### Exercise goal
A line below contains "pub fn master(&self)", and a later one contains "for out in &mut". Repeat both, with every line between them, exactly.

### Records to process
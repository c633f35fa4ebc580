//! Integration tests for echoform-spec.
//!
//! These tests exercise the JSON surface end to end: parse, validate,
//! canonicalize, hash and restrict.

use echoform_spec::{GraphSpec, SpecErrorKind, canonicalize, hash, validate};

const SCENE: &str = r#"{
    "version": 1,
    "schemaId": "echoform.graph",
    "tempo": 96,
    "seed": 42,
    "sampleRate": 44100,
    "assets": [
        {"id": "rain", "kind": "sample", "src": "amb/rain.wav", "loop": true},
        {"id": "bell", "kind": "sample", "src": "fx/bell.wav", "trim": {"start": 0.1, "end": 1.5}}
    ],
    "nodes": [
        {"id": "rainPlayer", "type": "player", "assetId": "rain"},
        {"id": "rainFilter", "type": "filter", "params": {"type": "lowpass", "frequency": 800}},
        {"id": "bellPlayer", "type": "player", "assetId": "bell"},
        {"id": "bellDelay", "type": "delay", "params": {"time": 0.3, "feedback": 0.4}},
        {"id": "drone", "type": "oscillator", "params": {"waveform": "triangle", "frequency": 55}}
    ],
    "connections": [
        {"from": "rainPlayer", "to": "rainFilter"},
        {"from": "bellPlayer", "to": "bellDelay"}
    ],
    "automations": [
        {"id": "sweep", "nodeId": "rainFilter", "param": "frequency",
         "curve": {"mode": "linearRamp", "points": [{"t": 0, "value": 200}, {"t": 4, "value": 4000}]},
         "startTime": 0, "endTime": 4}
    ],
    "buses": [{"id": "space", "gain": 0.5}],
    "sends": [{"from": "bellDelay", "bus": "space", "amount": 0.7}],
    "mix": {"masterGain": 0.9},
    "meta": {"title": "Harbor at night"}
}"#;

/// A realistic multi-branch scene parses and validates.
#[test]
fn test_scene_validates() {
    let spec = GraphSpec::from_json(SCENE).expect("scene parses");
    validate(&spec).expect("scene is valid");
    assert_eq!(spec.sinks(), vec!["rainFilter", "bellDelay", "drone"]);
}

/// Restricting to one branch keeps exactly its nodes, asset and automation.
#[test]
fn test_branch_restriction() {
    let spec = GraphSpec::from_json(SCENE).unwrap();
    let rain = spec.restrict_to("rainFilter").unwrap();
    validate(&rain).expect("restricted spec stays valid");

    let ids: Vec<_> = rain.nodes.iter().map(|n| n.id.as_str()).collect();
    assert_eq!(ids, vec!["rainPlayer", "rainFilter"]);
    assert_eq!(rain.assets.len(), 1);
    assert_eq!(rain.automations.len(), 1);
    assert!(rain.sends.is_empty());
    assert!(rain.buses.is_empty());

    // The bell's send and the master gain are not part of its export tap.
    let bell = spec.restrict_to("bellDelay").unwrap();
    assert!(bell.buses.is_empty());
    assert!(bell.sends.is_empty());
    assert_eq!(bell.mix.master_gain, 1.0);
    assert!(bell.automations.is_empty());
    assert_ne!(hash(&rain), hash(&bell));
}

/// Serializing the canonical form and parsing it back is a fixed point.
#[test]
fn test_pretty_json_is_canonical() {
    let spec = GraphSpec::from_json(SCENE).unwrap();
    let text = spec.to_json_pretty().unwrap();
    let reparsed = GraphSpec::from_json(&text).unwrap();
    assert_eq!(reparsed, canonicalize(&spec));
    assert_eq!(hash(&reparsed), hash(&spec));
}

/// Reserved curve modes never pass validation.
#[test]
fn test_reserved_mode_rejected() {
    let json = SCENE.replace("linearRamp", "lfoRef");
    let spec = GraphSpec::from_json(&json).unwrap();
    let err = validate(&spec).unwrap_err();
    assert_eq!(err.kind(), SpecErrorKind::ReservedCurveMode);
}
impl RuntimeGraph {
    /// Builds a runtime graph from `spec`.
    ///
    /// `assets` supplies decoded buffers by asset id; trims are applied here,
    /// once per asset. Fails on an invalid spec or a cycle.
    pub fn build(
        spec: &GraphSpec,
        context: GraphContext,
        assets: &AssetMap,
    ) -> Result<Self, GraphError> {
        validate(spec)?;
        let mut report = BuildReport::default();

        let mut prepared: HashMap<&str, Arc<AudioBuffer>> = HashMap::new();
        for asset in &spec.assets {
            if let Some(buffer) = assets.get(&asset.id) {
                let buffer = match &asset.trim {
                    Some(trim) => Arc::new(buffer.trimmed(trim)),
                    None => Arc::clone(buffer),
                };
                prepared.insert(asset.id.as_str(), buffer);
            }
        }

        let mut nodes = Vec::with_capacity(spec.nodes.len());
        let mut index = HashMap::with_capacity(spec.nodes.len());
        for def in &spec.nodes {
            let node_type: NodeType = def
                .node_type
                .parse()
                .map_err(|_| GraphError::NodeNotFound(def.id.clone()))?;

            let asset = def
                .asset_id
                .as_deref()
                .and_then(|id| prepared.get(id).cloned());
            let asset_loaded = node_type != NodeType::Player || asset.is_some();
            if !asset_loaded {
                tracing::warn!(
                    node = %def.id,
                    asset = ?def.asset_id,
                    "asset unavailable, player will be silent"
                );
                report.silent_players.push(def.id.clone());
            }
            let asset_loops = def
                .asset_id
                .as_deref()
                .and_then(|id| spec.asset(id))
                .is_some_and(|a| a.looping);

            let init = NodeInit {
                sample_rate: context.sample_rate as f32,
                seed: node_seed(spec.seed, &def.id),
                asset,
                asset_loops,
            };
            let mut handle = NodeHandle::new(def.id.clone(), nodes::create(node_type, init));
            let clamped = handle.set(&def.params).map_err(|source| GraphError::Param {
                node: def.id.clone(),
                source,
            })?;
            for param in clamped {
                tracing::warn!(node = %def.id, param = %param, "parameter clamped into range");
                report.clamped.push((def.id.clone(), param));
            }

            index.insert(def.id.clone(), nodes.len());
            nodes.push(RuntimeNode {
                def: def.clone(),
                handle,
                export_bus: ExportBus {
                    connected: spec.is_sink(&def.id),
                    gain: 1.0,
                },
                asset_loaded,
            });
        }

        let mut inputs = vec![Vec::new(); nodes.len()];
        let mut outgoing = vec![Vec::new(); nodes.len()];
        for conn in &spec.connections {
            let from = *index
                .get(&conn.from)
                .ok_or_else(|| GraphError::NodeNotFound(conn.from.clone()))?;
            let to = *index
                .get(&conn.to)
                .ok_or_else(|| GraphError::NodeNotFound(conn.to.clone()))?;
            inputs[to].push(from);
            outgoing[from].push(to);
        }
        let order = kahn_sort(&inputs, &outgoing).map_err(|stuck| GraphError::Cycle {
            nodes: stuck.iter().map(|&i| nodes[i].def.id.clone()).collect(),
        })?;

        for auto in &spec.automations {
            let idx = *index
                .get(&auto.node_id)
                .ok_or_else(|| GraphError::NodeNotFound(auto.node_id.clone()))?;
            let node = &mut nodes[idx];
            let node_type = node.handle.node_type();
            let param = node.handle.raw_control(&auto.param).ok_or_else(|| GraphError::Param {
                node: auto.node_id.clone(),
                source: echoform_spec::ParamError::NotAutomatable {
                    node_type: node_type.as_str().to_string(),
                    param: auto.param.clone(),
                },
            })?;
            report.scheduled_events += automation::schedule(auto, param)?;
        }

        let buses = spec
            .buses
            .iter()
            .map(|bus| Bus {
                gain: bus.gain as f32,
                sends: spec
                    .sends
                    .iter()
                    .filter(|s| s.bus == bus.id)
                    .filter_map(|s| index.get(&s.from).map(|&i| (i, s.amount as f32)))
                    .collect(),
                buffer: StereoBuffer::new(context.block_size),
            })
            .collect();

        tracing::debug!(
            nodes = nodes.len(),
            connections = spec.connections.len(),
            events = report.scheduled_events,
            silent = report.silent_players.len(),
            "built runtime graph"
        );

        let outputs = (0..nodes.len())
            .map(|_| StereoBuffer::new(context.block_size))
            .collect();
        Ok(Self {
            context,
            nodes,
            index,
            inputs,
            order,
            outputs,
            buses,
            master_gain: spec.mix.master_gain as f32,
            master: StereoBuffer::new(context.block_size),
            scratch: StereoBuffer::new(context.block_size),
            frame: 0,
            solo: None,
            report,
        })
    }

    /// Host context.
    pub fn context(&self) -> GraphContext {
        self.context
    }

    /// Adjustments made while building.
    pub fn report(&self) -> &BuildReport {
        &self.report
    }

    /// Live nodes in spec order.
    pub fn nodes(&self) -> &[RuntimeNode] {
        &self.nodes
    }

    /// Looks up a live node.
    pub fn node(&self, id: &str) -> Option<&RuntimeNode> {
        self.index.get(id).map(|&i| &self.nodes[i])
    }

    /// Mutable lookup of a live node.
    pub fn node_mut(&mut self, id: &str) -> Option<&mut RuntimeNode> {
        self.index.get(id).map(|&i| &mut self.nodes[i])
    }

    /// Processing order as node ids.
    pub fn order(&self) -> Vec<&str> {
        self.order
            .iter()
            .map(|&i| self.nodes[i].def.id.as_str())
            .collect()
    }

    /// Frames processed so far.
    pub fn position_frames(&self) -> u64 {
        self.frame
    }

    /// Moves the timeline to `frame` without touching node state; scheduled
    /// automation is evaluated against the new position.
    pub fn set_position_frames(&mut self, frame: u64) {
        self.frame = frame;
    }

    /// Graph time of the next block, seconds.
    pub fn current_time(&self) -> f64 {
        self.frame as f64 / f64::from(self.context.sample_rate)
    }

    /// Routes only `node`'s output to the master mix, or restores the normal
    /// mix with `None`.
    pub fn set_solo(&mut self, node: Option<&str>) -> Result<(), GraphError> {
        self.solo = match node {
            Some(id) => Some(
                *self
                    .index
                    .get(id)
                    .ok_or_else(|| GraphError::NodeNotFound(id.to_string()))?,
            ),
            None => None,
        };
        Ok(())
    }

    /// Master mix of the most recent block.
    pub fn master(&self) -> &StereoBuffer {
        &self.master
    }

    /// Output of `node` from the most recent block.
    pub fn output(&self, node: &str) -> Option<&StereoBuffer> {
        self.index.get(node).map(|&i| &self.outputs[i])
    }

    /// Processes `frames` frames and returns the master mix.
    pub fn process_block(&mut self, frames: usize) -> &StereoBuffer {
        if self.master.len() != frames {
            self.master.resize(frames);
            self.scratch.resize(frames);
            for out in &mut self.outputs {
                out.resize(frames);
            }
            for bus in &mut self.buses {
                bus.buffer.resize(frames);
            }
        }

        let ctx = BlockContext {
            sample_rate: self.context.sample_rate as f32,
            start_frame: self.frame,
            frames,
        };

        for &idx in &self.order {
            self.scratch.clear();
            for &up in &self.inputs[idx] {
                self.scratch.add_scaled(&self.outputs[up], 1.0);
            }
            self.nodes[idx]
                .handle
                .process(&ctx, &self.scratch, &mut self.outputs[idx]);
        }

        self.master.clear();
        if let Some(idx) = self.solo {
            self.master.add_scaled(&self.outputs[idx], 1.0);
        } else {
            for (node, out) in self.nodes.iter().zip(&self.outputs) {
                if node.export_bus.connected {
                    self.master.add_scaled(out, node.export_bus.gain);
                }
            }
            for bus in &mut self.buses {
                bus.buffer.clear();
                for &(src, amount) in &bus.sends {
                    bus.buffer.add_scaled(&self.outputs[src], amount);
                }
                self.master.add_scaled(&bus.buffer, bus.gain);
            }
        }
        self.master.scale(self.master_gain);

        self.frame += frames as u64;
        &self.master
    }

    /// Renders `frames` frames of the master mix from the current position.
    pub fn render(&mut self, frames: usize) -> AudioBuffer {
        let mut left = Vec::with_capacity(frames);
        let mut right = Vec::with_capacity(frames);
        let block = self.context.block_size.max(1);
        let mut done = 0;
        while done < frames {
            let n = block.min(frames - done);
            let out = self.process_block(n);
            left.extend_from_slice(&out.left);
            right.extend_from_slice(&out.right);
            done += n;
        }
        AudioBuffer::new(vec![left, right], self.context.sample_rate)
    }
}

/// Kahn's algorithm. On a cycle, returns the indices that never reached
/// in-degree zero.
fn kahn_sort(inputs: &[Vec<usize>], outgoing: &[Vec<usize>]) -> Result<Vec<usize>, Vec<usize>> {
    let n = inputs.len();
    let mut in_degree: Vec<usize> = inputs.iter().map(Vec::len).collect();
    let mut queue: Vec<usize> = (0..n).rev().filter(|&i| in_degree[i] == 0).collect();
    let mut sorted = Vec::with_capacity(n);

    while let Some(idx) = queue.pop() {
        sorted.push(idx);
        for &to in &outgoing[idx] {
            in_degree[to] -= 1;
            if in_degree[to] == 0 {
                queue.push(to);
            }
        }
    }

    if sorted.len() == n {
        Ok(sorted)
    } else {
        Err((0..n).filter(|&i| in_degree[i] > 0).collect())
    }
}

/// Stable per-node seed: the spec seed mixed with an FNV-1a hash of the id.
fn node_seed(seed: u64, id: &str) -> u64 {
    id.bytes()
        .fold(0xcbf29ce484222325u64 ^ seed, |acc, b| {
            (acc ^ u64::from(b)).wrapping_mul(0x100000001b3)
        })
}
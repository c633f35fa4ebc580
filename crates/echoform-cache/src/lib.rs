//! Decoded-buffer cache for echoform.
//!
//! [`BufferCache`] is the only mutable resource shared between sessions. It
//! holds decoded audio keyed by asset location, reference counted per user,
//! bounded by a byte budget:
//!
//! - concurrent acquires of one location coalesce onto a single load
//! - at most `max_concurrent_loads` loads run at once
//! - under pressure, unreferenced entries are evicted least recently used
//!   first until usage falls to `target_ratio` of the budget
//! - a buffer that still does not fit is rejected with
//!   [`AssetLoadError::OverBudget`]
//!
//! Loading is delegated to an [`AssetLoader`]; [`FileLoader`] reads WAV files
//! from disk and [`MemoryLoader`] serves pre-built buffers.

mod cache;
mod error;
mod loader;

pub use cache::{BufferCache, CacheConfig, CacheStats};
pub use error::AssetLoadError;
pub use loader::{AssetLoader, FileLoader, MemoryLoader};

### Written reply
    pub fn master(&self) -> &StereoBuffer {
        &self.master
    }

    /// Output of `node` from the most recent block.
    pub fn output(&self, node: &str) -> Option<&StereoBuffer> {
        self.index.get(node).map(|&i| &self.outputs[i])
    }

    /// Processes `frames` frames and returns the master mix.
    pub fn process_block(&mut self, frames: usize) -> &StereoBuffer {
        if self.master.len() != frames {
            self.master.resize(frames);
            self.scratch.resize(frames);
            for out in &mut self.outputs {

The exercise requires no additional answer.